В тишине одесского балкона, под шелест листвы акаций и далекий плеск морских волн, что-то важное происходило в душе мальчика. Возможно, именно там, в пространстве между словами, в зазоре между древней мудростью и модернистским скепсисом, в том самом месте, где встречаются вера и сомнение, открывалась его собственная дверь. Дверь, у которой не было привратника. Или, скорее, у которой привратником был он сам.

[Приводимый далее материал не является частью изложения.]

//! Canned CLI output captured from a switch running the NAS stack.
//!
//! Trailing whitespace is already stripped, as the command runner does.

/// `ip addr show` in the default namespace.
pub const IP_ADDR_SHOW: &str = "\
1: lo: <LOOPBACK,UP,LOWER_UP> mtu 65536 qdisc noqueue state UNKNOWN
    link/loopback 00:00:00:00:00:00 brd 00:00:00:00:00:00
    inet 127.0.0.1/8 scope host lo
       valid_lft forever preferred_lft forever
    inet6 ::1/128 scope host
       valid_lft forever preferred_lft forever
2: e101-001-0: <BROADCAST,MULTICAST,UP,LOWER_UP> mtu 9100 qdisc mq state UP
    link/ether 90:b1:1c:f4:a8:01 brd ff:ff:ff:ff:ff:ff
    inet 10.1.1.1/24 brd 10.1.1.255 scope global e101-001-0
       valid_lft forever preferred_lft forever
    inet6 2001:db8::1/64 scope global
       valid_lft forever preferred_lft forever
    inet6 fe80::92b1:1cff:fef4:a801/64 scope link
       valid_lft forever preferred_lft forever
3: e101-002-0: <BROADCAST,MULTICAST> mtu 1500 qdisc noop state DOWN
    link/ether 90:b1:1c:f4:a8:02 brd ff:ff:ff:ff:ff:ff
4: e101-002-0.100@e101-002-0: <BROADCAST,MULTICAST,UP,M-DOWN> mtu 1500 state LOWERLAYERDOWN
    link/ether 90:b1:1c:f4:a8:02 brd ff:ff:ff:ff:ff:ff
";

/// `ip addr show` inside the `management` namespace.
pub const IP_ADDR_SHOW_MANAGEMENT: &str = "\
1: lo: <LOOPBACK,UP,LOWER_UP> mtu 65536 qdisc noqueue state UNKNOWN
    link/loopback 00:00:00:00:00:00 brd 00:00:00:00:00:00
    inet 127.0.0.1/8 scope host lo
       valid_lft forever preferred_lft forever
5: eth0: <BROADCAST,MULTICAST,UP,LOWER_UP> mtu 1500 qdisc mq state UP
    link/ether 90:b1:1c:f4:a8:00 brd ff:ff:ff:ff:ff:ff
    inet 192.168.1.10/24 brd 192.168.1.255 scope global eth0
       valid_lft forever preferred_lft forever
";

/// `ip -d addr show dev mv1` for a macvlan.
pub const IP_DETAIL_MACVLAN: &str = "\
7: mv1@e101-001-0: <BROADCAST,MULTICAST,UP,LOWER_UP> mtu 9100 qdisc noqueue state UP
    link/ether 00:aa:bb:cc:dd:ee brd ff:ff:ff:ff:ff:ff promiscuity 0 minmtu 68 maxmtu 9216
    macvlan mode bridge addrgenmode eui64 numtxqueues 1 numrxqueues 1
    inet 10.2.2.1/24 brd 10.2.2.255 scope global mv1
       valid_lft forever preferred_lft forever
";

/// `ip netns list` with two namespaces.
pub const NETNS_LIST: &str = "\
management (id: 1)
blue (id: 0)
";

/// `brctl show` with two bridges.
pub const BRCTL_SHOW: &str = "\
bridge name\tbridge id\t\tSTP enabled\tinterfaces
br100\t\t8000.90b11cf4a801\tno\t\te101-001-0
\t\t\t\t\t\t\te101-002-0
\t\t\t\t\t\t\tvtep100
br200\t\t8000.000000000000\tno
";

/// `brctl show br100`.
pub const BRCTL_SHOW_BR100: &str = "\
bridge name\tbridge id\t\tSTP enabled\tinterfaces
br100\t\t8000.90b11cf4a801\tno\t\te101-001-0
\t\t\t\t\t\t\te101-002-0
\t\t\t\t\t\t\tvtep100
";
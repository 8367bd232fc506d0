//! Tool paths and platform knobs for [`IpTool`](crate::IpTool).

use serde::{Deserialize, Serialize};
use std::path::PathBuf;

use nas_os_common::shell::{BRCTL_CMD, BRIDGE_CMD, IP_CMD, SYSCTL_CMD};
use nas_os_common::{NasError, NasResult};

/// Namespace whose `autoconf` toggle also drives `accept_ra`.
pub const DEFAULT_MANAGEMENT_VRF: &str = "management";

/// Default sysfs directory for network interfaces.
pub const DEFAULT_SYSFS_NET_ROOT: &str = "/sys/class/net";

/// `[tools]` section of the daemon configuration.
#[derive(Debug, Clone, PartialEq, Eq, Serialize, Deserialize)]
pub struct ToolConfig {
    #[serde(default = "default_ip_cmd")]
    pub ip_cmd: String,

    #[serde(default = "default_brctl_cmd")]
    pub brctl_cmd: String,

    #[serde(default = "default_bridge_cmd")]
    pub bridge_cmd: String,

    #[serde(default = "default_sysctl_cmd")]
    pub sysctl_cmd: String,

    /// Where `<ifname>/uevent` files are read from.
    #[serde(default = "default_sysfs_net_root")]
    pub sysfs_net_root: PathBuf,

    #[serde(default = "default_management_vrf")]
    pub management_vrf: String,

    /// Namespaces owned by the virtualization platform; never queried.
    #[serde(default)]
    pub excluded_namespaces: Vec<String>,
}

fn default_ip_cmd() -> String {
    IP_CMD.to_string()
}

fn default_brctl_cmd() -> String {
    BRCTL_CMD.to_string()
}

fn default_bridge_cmd() -> String {
    BRIDGE_CMD.to_string()
}

fn default_sysctl_cmd() -> String {
    SYSCTL_CMD.to_string()
}

fn default_sysfs_net_root() -> PathBuf {
    PathBuf::from(DEFAULT_SYSFS_NET_ROOT)
}

fn default_management_vrf() -> String {
    DEFAULT_MANAGEMENT_VRF.to_string()
}

impl Default for ToolConfig {
    fn default() -> Self {
        Self {
            ip_cmd: default_ip_cmd(),
            brctl_cmd: default_brctl_cmd(),
            bridge_cmd: default_bridge_cmd(),
            sysctl_cmd: default_sysctl_cmd(),
            sysfs_net_root: default_sysfs_net_root(),
            management_vrf: default_management_vrf(),
            excluded_namespaces: Vec::new(),
        }
    }
}

impl ToolConfig {
    /// Validate configuration
    pub fn validate(&self) -> NasResult<()> {
        for (name, value) in [
            ("ip_cmd", &self.ip_cmd),
            ("brctl_cmd", &self.brctl_cmd),
            ("bridge_cmd", &self.bridge_cmd),
            ("sysctl_cmd", &self.sysctl_cmd),
            ("management_vrf", &self.management_vrf),
        ] {
            if value.trim().is_empty() {
                let msg = format!("tools.{} must not be empty", name);
                return Err(NasError::config(msg));
            }
        }
        Ok(())
    }
}

#[cfg(test)]
mod tests {
    use super::*;

    #[test]
    fn test_defaults() {
        let config = ToolConfig::default();
        assert_eq!(config.ip_cmd, "/sbin/ip");
        assert_eq!(config.brctl_cmd, "/sbin/brctl");
        assert_eq!(config.management_vrf, "management");
        assert_eq!(config.sysfs_net_root, PathBuf::from("/sys/class/net"));
        assert!(config.validate().is_ok());
    }

    #[test]
    fn test_validate_empty_path() {
        let config = ToolConfig {
            ip_cmd: " ".to_string(),
            ..ToolConfig::default()
        };
        assert!(config.validate().is_err());
    }
}
//! Text extraction helpers for iproute2 and brctl output.
//!
//! Output of `ip addr show` and `brctl show` is line oriented, with nesting
//! expressed only through indentation. Parsers here never fail: a line that
//! does not match simply yields no field.

use once_cell::sync::Lazy;
use regex::Regex;

const IF_HEADER: &str = r"(?P<ifindex>\d+):\s+(?P<ifname>\S+):\s+<(?P<flags>[^>\s]*)>";

/// `<index>: <name>: <FLAGS>` interface header line.
pub static IF_HEADER_RE: Lazy<Regex> =
    Lazy::new(|| Regex::new(IF_HEADER).expect("Invalid regex pattern"));

/// `mtu <N>` on the header line.
pub static MTU_RE: Lazy<Regex> =
    Lazy::new(|| Regex::new(r"\s+mtu (?P<mtu>\S+)").expect("Invalid regex pattern"));

/// `state <STATE>` on the header line.
pub static STATE_RE: Lazy<Regex> =
    Lazy::new(|| Regex::new(r"\s+state (?P<oper>\S+)").expect("Invalid regex pattern"));

/// `link/ether <MAC> ...` sub-line.
pub static ETHER_RE: Lazy<Regex> = Lazy::new(|| {
    Regex::new(r"\s+link/ether\s+(?P<addr>\S+)(?:\s+|$)").expect("Invalid regex pattern")
});

/// `<af> <addr>/<prefix>` address sub-line.
pub static ADDR_RE: Lazy<Regex> = Lazy::new(|| {
    Regex::new(r"\s+(?P<af_type>\S+)\s+(?P<addr>\S+)/(?P<prefix>\S+)")
        .expect("Invalid regex pattern")
});

/// Bridge name column of a `brctl show` row.
pub static BR_NAME_RE: Lazy<Regex> =
    Lazy::new(|| Regex::new(r"(?P<bname>\S+)\s+").expect("Invalid regex pattern"));

/// Bridge id column of the first `brctl show <br>` row.
pub static BR_ID_RE: Lazy<Regex> =
    Lazy::new(|| Regex::new(r"\S+\s+(?P<br_id>\S+)\s+").expect("Invalid regex pattern"));

/// Interfaces column of the first `brctl show <br>` row.
pub static BR_FIRST_MEMBER_RE: Lazy<Regex> = Lazy::new(|| {
    Regex::new(r"\S+\s+\S+\s+\S+\s+(?P<iname>\S+)").expect("Invalid regex pattern")
});

/// Continuation rows of `brctl show <br>` carry only an interface name.
pub static BR_MEMBER_RE: Lazy<Regex> =
    Lazy::new(|| Regex::new(r"\s+(?P<iname>\S+)").expect("Invalid regex pattern"));

/// Applies `pattern` anywhere in `line` and returns the named group.
///
/// Returns `None` when the pattern does not match or the group did not
/// participate in the match.
pub fn extract(pattern: &Regex, field: &str, line: &str) -> Option<String> {
    pattern
        .captures(line)?
        .name(field)
        .map(|m| m.as_str().to_string())
}

/// Width of the leading whitespace of `line`.
pub fn leading_ws(line: &str) -> usize {
    line.len() - line.trim_start().len()
}

/// Splits `lines` into contiguous blocks, opening a new block at every line
/// whose indentation equals `reference_indent`.
///
/// Lines before the first reference-indented line form their own block.
/// Concatenating the result reproduces the input exactly.
pub fn group_lines_by_indent<S: AsRef<str>>(
    reference_indent: usize,
    lines: &[S],
) -> Vec<Vec<String>> {
    let mut blocks = Vec::new();
    let mut current: Vec<String> = Vec::new();

    for line in lines {
        let line = line.as_ref();
        if leading_ws(line) == reference_indent && !current.is_empty() {
            blocks.push(std::mem::take(&mut current));
        }
        current.push(line.to_string());
    }

    if !current.is_empty() {
        blocks.push(current);
    }
    blocks
}
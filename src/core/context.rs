//! Game context: the tiles, dice and selection a controller owns.
//!
//! Uses `im` persistent vectors so each transition can produce a new
//! context from the old one without deep copies.

use im::Vector;
use rustc_hash::FxHashSet;
use serde::{Deserialize, Serialize};
use smallvec::SmallVec;

use super::config::GameConfig;
use crate::sets::sum;

/// Dice showing for the current turn. Two dice fit inline.
pub type Roll = SmallVec<[u32; 2]>;

/// A set of open tiles whose values add up to the roll.
pub type Move = Vec<u32>;

/// Unordered set of tile values.
pub type TileSet = FxHashSet<u32>;

/// Mutable game data, replaced wholesale by each transition.
///
/// ## Invariants
///
/// - `selected_values` only holds values from `remaining_numbers`
/// - Every entry of `possible_moves` is a subset of `remaining_numbers`
///   summing to the total of `current_roll`
#[derive(Clone, Debug, Default, PartialEq, Eq, Serialize, Deserialize)]
pub struct GameContext {
    /// Tiles still open, in board order.
    pub remaining_numbers: Vector<u32>,

    /// Dice for this turn. Empty until the player rolls.
    pub current_roll: Roll,

    /// Every way to close tiles for the current roll.
    pub possible_moves: Vector<Move>,

    /// Tiles picked this turn, in the order they were picked.
    pub selected_values: Vector<u32>,
}

impl GameContext {
    /// Create a context with the given tiles open and nothing rolled.
    pub fn new(tiles: impl IntoIterator<Item = u32>) -> Self {
        Self {
            remaining_numbers: tiles.into_iter().collect(),
            ..Self::default()
        }
    }

    /// The starting context for a game with this configuration.
    #[must_use]
    pub fn initial(config: &GameConfig) -> Self {
        Self {
            remaining_numbers: config.all_tiles(),
            ..Self::default()
        }
    }

    /// Total shown on the dice.
    #[must_use]
    pub fn roll_total(&self) -> u32 {
        sum(&self.current_roll)
    }

    /// Total of the tiles selected so far.
    #[must_use]
    pub fn selected_total(&self) -> u32 {
        sum(&self.selected_values)
    }

    /// Is this tile still open?
    #[must_use]
    pub fn is_open(&self, value: u32) -> bool {
        self.remaining_numbers.iter().any(|&v| v == value)
    }

    /// Has this tile been selected this turn?
    #[must_use]
    pub fn is_selected(&self, value: u32) -> bool {
        self.selected_values.iter().any(|&v| v == value)
    }
}
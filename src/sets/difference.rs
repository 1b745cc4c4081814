//! Set difference.

use std::collections::HashSet;
use std::hash::{BuildHasher, Hash};

/// Elements of `set_a` that are not in `set_b`, as a new set.
///
/// Neither input is modified.
#[must_use]
pub fn difference<T, S>(set_a: &HashSet<T, S>, set_b: &HashSet<T, S>) -> HashSet<T, S>
where
    T: Eq + Hash + Clone,
    S: BuildHasher + Default,
{
    set_a
        .iter()
        .filter(|value| !set_b.contains(*value))
        .cloned()
        .collect()
}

А бабушка Фира, с тем особым чутьем, которое позволяет видеть больше, чем показывают глаза, улыбалась краешком губ, видя, как на лице внука отражается работа мысли. Она знала: человек — действительно дверь. И самая важная задача — научиться правильно её открывать. Не распахивать настежь перед каждым встречным ветром идей и не запирать наглухо в страхе перед неизведанным. А открывать с достоинством и доверием — так, чтобы и Гость мог войти, и хозяин остаться собой.

И может быть, думала она, перебирая петли, весь этот мудрёный Кафка со своими притчами не так уж далек от того, что говорили древние мудрецы. Просто он, бедолага, застрял у двери, а они нашли в себе смелость войти.

А буква Шин на мезузе — она ведь тоже похожа на дверь. Три вертикальные черты, как косяки и притолока. И в этой двери нет замка. Только напоминание о Том, Кто всегда ждёт за порогом.